**Data**
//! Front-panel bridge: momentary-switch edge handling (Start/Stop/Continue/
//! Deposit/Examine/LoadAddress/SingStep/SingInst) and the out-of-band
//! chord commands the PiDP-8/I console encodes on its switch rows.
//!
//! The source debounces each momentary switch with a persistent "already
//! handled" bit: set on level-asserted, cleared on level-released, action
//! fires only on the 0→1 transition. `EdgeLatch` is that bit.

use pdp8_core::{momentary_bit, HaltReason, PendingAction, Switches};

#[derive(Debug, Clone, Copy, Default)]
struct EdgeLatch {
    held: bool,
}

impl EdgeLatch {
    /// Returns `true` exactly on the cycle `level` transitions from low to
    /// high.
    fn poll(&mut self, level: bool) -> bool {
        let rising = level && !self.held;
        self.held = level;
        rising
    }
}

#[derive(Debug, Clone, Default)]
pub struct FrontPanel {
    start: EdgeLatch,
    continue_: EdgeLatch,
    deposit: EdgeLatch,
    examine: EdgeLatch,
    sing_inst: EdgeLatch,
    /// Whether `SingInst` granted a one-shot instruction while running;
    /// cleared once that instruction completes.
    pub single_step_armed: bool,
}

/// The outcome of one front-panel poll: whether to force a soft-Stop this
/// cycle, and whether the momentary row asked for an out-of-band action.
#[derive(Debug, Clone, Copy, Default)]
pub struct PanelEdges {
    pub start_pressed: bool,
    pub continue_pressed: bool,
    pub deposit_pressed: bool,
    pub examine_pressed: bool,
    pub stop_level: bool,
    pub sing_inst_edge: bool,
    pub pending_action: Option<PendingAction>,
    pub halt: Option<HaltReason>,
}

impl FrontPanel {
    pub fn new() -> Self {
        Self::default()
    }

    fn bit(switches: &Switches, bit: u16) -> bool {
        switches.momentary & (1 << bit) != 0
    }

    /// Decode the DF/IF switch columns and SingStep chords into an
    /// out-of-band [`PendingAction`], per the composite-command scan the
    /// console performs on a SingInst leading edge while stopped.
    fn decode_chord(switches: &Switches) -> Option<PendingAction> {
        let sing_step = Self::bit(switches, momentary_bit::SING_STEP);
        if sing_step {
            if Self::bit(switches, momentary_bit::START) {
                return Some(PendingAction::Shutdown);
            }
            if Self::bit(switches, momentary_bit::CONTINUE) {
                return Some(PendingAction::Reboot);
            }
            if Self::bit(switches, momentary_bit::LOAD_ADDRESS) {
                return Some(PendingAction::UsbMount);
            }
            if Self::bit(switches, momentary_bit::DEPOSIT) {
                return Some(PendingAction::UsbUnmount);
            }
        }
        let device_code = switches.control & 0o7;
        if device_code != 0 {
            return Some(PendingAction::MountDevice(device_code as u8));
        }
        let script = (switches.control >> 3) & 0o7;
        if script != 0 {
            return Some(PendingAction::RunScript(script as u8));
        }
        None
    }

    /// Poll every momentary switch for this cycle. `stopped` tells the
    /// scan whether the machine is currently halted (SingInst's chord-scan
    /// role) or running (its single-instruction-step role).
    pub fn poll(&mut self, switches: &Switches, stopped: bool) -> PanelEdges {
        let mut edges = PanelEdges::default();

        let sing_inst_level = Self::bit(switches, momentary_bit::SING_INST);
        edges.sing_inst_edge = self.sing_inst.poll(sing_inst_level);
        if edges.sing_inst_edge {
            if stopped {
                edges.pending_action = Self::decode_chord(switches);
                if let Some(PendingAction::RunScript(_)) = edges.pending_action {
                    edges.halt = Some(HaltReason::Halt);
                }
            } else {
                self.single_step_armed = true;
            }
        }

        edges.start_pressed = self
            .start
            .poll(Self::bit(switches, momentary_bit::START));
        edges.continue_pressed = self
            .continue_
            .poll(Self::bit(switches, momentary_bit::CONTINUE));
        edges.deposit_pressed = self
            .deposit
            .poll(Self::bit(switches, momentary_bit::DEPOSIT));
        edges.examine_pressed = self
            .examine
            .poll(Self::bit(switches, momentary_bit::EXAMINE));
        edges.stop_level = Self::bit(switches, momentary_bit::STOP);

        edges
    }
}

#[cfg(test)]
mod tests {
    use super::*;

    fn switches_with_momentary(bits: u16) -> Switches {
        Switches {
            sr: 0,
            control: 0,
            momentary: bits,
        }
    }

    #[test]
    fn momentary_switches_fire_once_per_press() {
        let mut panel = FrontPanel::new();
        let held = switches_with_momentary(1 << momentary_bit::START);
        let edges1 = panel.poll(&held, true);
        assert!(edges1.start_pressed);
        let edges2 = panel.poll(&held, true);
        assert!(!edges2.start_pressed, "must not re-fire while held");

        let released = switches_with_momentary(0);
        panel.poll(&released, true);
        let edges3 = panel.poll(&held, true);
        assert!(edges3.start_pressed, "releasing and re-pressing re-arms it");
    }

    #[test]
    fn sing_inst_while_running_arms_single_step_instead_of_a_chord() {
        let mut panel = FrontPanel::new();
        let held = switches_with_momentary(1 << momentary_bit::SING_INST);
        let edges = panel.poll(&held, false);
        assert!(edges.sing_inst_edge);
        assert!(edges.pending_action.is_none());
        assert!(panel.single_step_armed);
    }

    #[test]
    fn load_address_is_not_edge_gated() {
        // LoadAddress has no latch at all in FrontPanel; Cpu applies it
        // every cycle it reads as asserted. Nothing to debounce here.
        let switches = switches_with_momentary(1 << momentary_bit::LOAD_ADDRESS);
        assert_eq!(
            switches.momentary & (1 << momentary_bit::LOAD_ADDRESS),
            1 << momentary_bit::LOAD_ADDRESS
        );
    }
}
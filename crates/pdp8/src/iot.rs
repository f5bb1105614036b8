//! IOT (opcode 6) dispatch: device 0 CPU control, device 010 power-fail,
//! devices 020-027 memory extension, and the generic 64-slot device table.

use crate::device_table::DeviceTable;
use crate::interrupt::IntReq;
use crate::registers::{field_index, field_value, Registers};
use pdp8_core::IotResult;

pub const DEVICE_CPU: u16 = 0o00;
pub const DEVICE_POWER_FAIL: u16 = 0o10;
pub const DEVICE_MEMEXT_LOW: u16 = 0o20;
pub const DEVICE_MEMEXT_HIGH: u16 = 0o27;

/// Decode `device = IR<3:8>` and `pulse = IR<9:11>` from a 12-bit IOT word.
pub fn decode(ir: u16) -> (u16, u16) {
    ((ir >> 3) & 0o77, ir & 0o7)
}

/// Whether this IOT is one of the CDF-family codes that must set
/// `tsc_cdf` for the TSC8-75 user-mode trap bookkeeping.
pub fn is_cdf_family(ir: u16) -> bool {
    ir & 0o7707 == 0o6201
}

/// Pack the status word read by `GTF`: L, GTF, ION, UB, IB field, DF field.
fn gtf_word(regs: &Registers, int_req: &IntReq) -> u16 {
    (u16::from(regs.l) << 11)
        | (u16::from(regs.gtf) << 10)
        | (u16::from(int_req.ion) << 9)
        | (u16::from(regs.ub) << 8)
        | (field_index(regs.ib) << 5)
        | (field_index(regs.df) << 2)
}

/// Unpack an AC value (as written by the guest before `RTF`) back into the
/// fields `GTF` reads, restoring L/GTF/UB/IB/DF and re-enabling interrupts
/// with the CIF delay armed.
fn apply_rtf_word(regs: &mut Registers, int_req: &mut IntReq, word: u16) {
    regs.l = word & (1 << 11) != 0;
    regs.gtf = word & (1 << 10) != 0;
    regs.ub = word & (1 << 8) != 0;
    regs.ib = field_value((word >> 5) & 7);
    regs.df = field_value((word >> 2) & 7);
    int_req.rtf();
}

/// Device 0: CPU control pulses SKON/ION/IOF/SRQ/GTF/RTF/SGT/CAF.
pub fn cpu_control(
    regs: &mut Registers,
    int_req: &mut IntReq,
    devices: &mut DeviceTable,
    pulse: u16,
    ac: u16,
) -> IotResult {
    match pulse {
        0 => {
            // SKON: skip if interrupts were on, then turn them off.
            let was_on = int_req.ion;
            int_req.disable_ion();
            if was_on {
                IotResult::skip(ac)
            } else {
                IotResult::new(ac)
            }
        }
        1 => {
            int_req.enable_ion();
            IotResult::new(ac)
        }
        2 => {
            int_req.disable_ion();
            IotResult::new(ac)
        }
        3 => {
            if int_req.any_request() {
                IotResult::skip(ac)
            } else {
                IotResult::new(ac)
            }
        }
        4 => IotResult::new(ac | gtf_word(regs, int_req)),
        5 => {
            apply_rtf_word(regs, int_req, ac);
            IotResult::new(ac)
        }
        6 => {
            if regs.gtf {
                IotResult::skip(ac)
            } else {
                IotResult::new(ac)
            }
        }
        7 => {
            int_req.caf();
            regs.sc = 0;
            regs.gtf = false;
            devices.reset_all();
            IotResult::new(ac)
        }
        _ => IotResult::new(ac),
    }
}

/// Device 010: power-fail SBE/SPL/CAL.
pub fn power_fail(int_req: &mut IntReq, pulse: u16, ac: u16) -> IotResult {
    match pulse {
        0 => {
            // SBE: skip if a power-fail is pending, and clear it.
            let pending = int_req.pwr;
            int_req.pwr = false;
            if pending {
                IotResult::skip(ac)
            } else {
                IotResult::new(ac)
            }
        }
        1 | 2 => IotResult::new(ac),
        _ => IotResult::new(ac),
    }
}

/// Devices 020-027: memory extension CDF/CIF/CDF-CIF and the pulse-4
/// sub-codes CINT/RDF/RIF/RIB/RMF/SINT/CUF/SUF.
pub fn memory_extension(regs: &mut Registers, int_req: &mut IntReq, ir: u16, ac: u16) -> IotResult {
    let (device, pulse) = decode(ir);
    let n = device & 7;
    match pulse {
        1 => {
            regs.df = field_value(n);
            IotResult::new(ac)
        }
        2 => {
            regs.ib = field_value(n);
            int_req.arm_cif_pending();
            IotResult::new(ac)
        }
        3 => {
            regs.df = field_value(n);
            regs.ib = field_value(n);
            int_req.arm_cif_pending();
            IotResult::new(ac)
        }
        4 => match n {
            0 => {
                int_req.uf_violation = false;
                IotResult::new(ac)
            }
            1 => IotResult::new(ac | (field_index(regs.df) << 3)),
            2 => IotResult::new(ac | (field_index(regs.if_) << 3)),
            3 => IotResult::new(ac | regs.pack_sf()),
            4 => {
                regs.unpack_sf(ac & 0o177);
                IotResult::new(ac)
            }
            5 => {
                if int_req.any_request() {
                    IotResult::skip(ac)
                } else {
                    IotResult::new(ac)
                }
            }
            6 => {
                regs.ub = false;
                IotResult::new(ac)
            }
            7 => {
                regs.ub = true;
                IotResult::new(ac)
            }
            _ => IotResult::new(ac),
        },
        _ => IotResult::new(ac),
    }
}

**Aim of the exercise**
Filter the entries down to the lines with the word "IntReq" in them, and copy those lines.

**Written solution**
use crate::interrupt::IntReq;
fn gtf_word(regs: &Registers, int_req: &IntReq) -> u16 {
fn apply_rtf_word(regs: &mut Registers, int_req: &mut IntReq, word: u16) {
    int_req: &mut IntReq,
pub fn power_fail(int_req: &mut IntReq, pulse: u16, ac: u16) -> IotResult {
pub fn memory_extension(regs: &mut Registers, int_req: &mut IntReq, ir: u16, ac: u16) -> IotResult {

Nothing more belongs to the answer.